== Segment start ==

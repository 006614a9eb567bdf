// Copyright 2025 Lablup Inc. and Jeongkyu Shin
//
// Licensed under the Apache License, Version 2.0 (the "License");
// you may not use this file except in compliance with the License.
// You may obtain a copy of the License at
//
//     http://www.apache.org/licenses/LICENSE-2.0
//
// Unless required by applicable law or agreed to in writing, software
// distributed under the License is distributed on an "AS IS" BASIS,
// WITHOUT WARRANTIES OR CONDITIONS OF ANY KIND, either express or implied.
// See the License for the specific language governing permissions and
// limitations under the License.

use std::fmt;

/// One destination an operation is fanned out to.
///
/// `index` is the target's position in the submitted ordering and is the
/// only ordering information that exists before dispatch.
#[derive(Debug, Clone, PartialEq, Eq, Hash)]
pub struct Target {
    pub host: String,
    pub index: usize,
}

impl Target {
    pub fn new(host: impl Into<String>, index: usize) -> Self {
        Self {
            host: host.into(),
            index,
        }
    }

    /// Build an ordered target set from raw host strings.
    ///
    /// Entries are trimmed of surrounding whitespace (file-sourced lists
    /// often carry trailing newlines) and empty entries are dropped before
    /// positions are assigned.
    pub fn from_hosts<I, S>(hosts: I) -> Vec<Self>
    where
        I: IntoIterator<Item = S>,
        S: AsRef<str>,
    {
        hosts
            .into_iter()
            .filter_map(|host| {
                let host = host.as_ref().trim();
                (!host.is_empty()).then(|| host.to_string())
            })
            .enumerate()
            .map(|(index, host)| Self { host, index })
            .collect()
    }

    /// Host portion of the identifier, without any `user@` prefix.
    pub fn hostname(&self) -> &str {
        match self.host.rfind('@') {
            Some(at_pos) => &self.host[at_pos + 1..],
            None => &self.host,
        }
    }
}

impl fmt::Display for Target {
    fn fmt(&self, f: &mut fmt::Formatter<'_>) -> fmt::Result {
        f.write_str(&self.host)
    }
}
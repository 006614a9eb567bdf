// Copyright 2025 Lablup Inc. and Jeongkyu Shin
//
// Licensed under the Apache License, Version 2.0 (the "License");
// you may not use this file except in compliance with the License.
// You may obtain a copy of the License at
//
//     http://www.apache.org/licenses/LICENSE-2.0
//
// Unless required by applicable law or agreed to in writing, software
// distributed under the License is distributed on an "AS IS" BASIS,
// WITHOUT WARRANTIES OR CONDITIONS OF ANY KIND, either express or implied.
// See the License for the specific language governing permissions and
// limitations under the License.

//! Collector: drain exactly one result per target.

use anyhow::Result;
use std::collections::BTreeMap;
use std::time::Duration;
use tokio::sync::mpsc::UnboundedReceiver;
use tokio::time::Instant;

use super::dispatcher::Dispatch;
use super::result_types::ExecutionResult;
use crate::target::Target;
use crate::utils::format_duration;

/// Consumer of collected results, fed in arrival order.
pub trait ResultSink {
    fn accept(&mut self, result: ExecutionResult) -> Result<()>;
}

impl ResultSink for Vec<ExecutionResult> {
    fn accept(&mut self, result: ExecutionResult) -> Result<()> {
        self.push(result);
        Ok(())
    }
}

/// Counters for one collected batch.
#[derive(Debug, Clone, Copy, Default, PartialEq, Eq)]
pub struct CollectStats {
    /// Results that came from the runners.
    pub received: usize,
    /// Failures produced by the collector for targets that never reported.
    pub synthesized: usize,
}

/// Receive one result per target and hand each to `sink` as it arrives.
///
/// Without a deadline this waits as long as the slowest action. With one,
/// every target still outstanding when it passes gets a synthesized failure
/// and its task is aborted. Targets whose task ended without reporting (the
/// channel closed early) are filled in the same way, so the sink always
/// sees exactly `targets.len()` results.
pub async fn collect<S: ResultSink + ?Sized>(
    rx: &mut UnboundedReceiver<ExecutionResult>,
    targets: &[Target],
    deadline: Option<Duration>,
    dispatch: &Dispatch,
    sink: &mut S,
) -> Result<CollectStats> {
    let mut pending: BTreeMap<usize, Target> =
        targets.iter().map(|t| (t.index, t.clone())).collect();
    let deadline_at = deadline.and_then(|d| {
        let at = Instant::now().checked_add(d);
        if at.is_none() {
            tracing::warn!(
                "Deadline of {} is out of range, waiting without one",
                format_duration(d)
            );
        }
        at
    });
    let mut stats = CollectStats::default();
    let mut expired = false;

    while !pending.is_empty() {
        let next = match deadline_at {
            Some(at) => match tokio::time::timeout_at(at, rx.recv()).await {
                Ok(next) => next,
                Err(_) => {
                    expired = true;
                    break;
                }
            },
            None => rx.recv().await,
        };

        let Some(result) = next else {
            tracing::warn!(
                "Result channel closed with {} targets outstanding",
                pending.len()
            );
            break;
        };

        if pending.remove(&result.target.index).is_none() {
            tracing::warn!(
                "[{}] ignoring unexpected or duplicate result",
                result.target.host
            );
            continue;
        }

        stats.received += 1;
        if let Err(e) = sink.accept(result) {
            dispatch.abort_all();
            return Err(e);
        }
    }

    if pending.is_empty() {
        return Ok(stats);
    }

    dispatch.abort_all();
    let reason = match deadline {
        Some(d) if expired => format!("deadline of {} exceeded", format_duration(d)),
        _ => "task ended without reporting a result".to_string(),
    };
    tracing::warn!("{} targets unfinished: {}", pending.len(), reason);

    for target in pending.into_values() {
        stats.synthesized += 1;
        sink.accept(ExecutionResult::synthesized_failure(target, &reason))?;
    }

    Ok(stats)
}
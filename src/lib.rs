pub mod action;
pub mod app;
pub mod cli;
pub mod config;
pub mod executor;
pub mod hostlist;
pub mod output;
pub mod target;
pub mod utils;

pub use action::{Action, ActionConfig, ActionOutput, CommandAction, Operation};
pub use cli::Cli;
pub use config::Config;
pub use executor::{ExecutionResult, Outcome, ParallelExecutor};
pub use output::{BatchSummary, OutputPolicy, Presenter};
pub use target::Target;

== Segment end ==

PROBLEM REQUIREMENTS: Locate all lines in the listing above with the word "channel". Copy them.

PROBLEM SOLUTION:
/// channel closed early) are filled in the same way, so the sink always
                "Result channel closed with {} targets outstanding",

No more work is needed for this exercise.